In pulmonary sarcoidosis, CD4⁺ T-cells expressing T-cell receptor Vα2.3 accumulate in the lungs of HLA-DRB1*03⁺ patients. To investigate T-cell receptor-HLA-DRB1*03 interactions underlying recognition of hitherto unknown antigens, we performed detailed analyses of T-cell receptor expression on bronchoalveolar lavage fluid CD4⁺ T-cells from sarcoidosis patients.

Pulmonary sarcoidosis patients (n=43) underwent bronchoscopy with bronchoalveolar lavage. T-cell receptor α and β chains of CD4⁺ T-cells were analysed by flow cytometry, DNA-sequenced, and three-dimensional molecular models of T-cell receptor-HLA-DRB1*03 complexes generated.

Simultaneous expression of Vα2.3 with the Vβ22 chain was identified in the lungs of all HLA-DRB1*03⁺ patients. Accumulated Vα2.3/Vβ22-expressing T-cells were highly clonal, with identical or near-identical Vα2.3 chain sequences and inter-patient similarities in Vβ22 chain amino acid distribution. Molecular modelling revealed specific T-cell receptor-HLA-DRB1*03-peptide interactions, with a previously identified, sarcoidosis-associated vimentin peptide, (Vim)_429–443 DSLPLVDTHSKRTLL, matching both the HLA peptide-binding cleft and distinct T-cell receptor features perfectly.

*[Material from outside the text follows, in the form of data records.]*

#[cfg(test)]
mod tests {
    use super::*;
    use chrono::TimeZone;

    fn entry(seq: u64, secs: i64, level: Option<Severity>, message: &str) -> LogEntry {
        let mut e = LogEntry::raw_only(EntryId::new(1, seq), seq + 1, message.to_string());
        e.timestamp = Some(Utc.timestamp_opt(secs, 0).unwrap());
        e.level = level;
        e.message = message.to_string();
        e
    }

    fn refs(entries: &[LogEntry]) -> Vec<&LogEntry> {
        entries.iter().collect()
    }

    fn anomaly(id: u64, severity: AnomalySeverity, ids: &[EntryId]) -> Anomaly {
        Anomaly {
            id,
            title: String::new(),
            description: String::new(),
            severity,
            entry_ids: ids.to_vec(),
            strategy: DetectionStrategy::TimeBased,
            window: None,
        }
    }

    #[test]
    fn test_severity_selection_picks_highest() {
        let target = EntryId::new(1, 7);
        let anomalies = vec![
            anomaly(0, AnomalySeverity::Medium, &[target]),
            anomaly(1, AnomalySeverity::Critical, &[target]),
            anomaly(2, AnomalySeverity::Low, &[target]),
        ];
        let best = resolve_entry_severity(&anomalies, target).unwrap();
        assert_eq!(best.severity, AnomalySeverity::Critical);
        assert_eq!(highest_by_entry(&anomalies)[&target].id, 1);
        assert!(resolve_entry_severity(&anomalies, EntryId::new(9, 9)).is_none());
    }

    #[test]
    fn test_severity_tie_resolves_to_first_found() {
        let target = EntryId::new(1, 1);
        let anomalies = vec![
            anomaly(0, AnomalySeverity::High, &[target]),
            anomaly(1, AnomalySeverity::High, &[target]),
        ];
        assert_eq!(resolve_entry_severity(&anomalies, target).unwrap().id, 0);
        assert_eq!(highest_by_entry(&anomalies)[&target].id, 0);
    }

    #[test]
    fn test_rate_spike_is_flagged() {
        let mut entries = Vec::new();
        let mut seq = 0;
        // Ten quiet windows with 2 events each, then a burst of 40.
        for w in 0..10i64 {
            for k in 0..2 {
                entries.push(entry(seq, w * 60 + k, Some(Severity::Info), "tick"));
                seq += 1;
            }
        }
        for k in 0..40 {
            entries.push(entry(seq, 600 + k, Some(Severity::Info), "tick"));
            seq += 1;
        }

        let detector = AnomalyConfig::default().compile().unwrap();
        let found = detector
            .detect(&refs(&entries), &AtomicBool::new(false))
            .unwrap();
        let rate: Vec<_> = found
            .iter()
            .filter(|a| a.strategy == DetectionStrategy::TimeBased)
            .collect();
        assert_eq!(rate.len(), 1);
        assert_eq!(rate[0].entry_ids.len(), 40);
        assert_eq!(rate[0].severity, AnomalySeverity::Critical);
        assert_eq!(rate[0].window.unwrap().start().timestamp(), 600);
    }

    #[test]
    fn test_rate_drop_references_entries_around_the_gap() {
        let mut entries = Vec::new();
        let mut seq = 0;
        // Ten windows of 10 events, one silent window, then 10 more.
        for w in (0..10i64).chain([11]) {
            for k in 0..10 {
                entries.push(entry(seq, w * 60 + k, Some(Severity::Info), "tick"));
                seq += 1;
            }
        }

        let detector = AnomalyConfig::default().compile().unwrap();
        let found = detector
            .detect(&refs(&entries), &AtomicBool::new(false))
            .unwrap();
        assert_eq!(found.len(), 1);
        assert_eq!(found[0].title, "Event rate drop");
        assert_eq!(found[0].window.unwrap().start().timestamp(), 600);
        assert_eq!(
            found[0].entry_ids,
            vec![EntryId::new(1, 99), EntryId::new(1, 100)]
        );
    }

    #[test]
    fn test_cluster_of_exactly_min_size_is_reported() {
        let min = constants::DEFAULT_MIN_CLUSTER_SIZE as u64;
        let make = |count: u64| -> Vec<LogEntry> {
            (0..count)
                .map(|i| entry(i, i as i64, Some(Severity::Error), &format!("worker {i} crashed")))
                .collect()
        };
        let detector = AnomalyConfig::default().compile().unwrap();
        let cancel = AtomicBool::new(false);

        let at_min = make(min);
        let found = detector.detect(&refs(&at_min), &cancel).unwrap();
        assert_eq!(found.len(), 1);
        assert_eq!(found[0].entry_ids.len() as u64, min);

        let below = make(min - 1);
        assert!(detector.detect(&refs(&below), &cancel).unwrap().is_empty());
    }

    #[test]
    fn test_content_cluster_groups_similar_errors() {
        let mut entries = Vec::new();
        for i in 0..6u64 {
            entries.push(entry(
                i,
                i as i64,
                Some(Severity::Error),
                &format!("Connection to 10.0.0.{i} failed after {}ms", 100 + i),
            ));
        }
        entries.push(entry(6, 6, Some(Severity::Error), "Disk quota exceeded"));
        entries.push(entry(7, 7, Some(Severity::Info), "Connection to 10.0.0.1 failed after 5ms"));

        let detector = AnomalyConfig::default().compile().unwrap();
        let found = detector
            .detect(&refs(&entries), &AtomicBool::new(false))
            .unwrap();
        let clusters: Vec<_> = found
            .iter()
            .filter(|a| a.strategy == DetectionStrategy::ContentBased)
            .collect();
        assert_eq!(clusters.len(), 1);
        assert_eq!(clusters[0].entry_ids.len(), 6);
        assert_eq!(clusters[0].severity, AnomalySeverity::Low);
    }

    #[test]
    fn test_critical_member_raises_cluster_severity() {
        let entries: Vec<_> = (0..5u64)
            .map(|i| {
                let level = if i == 0 { Severity::Critical } else { Severity::Error };
                entry(i, i as i64, Some(level), &format!("worker {i} crashed"))
            })
            .collect();
        let detector = AnomalyConfig::default().compile().unwrap();
        let found = detector
            .detect(&refs(&entries), &AtomicBool::new(false))
            .unwrap();
        assert_eq!(found.len(), 1);
        assert_eq!(found[0].severity, AnomalySeverity::High);
    }

    fn job_rule(max_gap_secs: Option<i64>) -> SequenceRule {
        SequenceRule {
            name: "job".into(),
            start_pattern: "job started".into(),
            end_pattern: "job finished".into(),
            key_pattern: Some(r"id=(?P<key>\w+)".into()),
            max_gap_secs,
            severity: AnomalySeverity::High,
        }
    }

    #[test]
    fn test_unmatched_start_yields_one_anomaly() {
        let entries = vec![
            entry(0, 0, None, "job started id=a"),
            entry(1, 1, None, "job started id=b"),
            entry(2, 2, None, "job finished id=a"),
        ];
        let config = AnomalyConfig {
            sequence_rules: vec![job_rule(None)],
            ..AnomalyConfig::default()
        };
        let found = config
            .compile()
            .unwrap()
            .detect(&refs(&entries), &AtomicBool::new(false))
            .unwrap();
        let seq: Vec<_> = found
            .iter()
            .filter(|a| a.strategy == DetectionStrategy::SequenceBased)
            .collect();
        assert_eq!(seq.len(), 1);
        assert_eq!(seq[0].entry_ids, vec![EntryId::new(1, 1)]);
        assert_eq!(seq[0].severity, AnomalySeverity::High);
    }

    #[test]
    fn test_orphan_end_and_late_end() {
        let entries = vec![
            entry(0, 0, None, "job finished id=x"),
            entry(1, 10, None, "job started id=y"),
            entry(2, 500, None, "job finished id=y"),
        ];
        let config = AnomalyConfig {
            sequence_rules: vec![job_rule(Some(60))],
            ..AnomalyConfig::default()
        };
        let found = config
            .compile()
            .unwrap()
            .detect(&refs(&entries), &AtomicBool::new(false))
            .unwrap();
        assert_eq!(found.len(), 2);
        assert!(found[0].title.contains("end without start"));
        assert!(found[1].title.contains("late"));
        assert_eq!(found[1].entry_ids, vec![EntryId::new(1, 1), EntryId::new(1, 2)]);
        assert_eq!(found[1].id, 1);
    }

    #[test]
    fn test_cancelled_run_returns_error() {
        let entries = vec![entry(0, 0, Some(Severity::Error), "x")];
        let detector = AnomalyConfig::default().compile().unwrap();
        let result = detector.detect(&refs(&entries), &AtomicBool::new(true));
        assert_eq!(result.unwrap_err(), DetectionError::Cancelled);
    }

    #[test]
    fn test_config_validation() {
        let bad = AnomalyConfig {
            sensitivity: 0.0,
            ..AnomalyConfig::default()
        };
        assert!(bad.compile().is_err());

        let bad_rule = AnomalyConfig {
            sequence_rules: vec![SequenceRule {
                start_pattern: "[oops".into(),
                ..job_rule(None)
            }],
            ..AnomalyConfig::default()
        };
        assert!(matches!(
            bad_rule.compile(),
            Err(ValidationError::InvalidRule { .. })
        ));
    }

    #[test]
    fn test_normalise_message_masks_variables() {
        assert_eq!(
            normalise_message("Request 4f3a9c2e-1b2c-4d5e-8f90-123456789abc took 250ms"),
            "request <id> took <num>ms"
        );
        assert_eq!(normalise_message("addr 0xdeadBEEF"), "addr <hex>");
        assert_eq!(normalise_message("port 8080 closed"), "port <num> closed");
    }
}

We demonstrate, for the first time, the accumulation of large clonal populations of specific Vα2.3/Vβ22 T-cell receptor-expressing CD4⁺ T-cells in the lungs of HLA-DRB1*03⁺ sarcoidosis patients. Several distinct contact points between Vα2.3/Vβ22 receptors and HLA-DRB1*03 molecules suggest presentation of prototypic vimentin-derived peptides.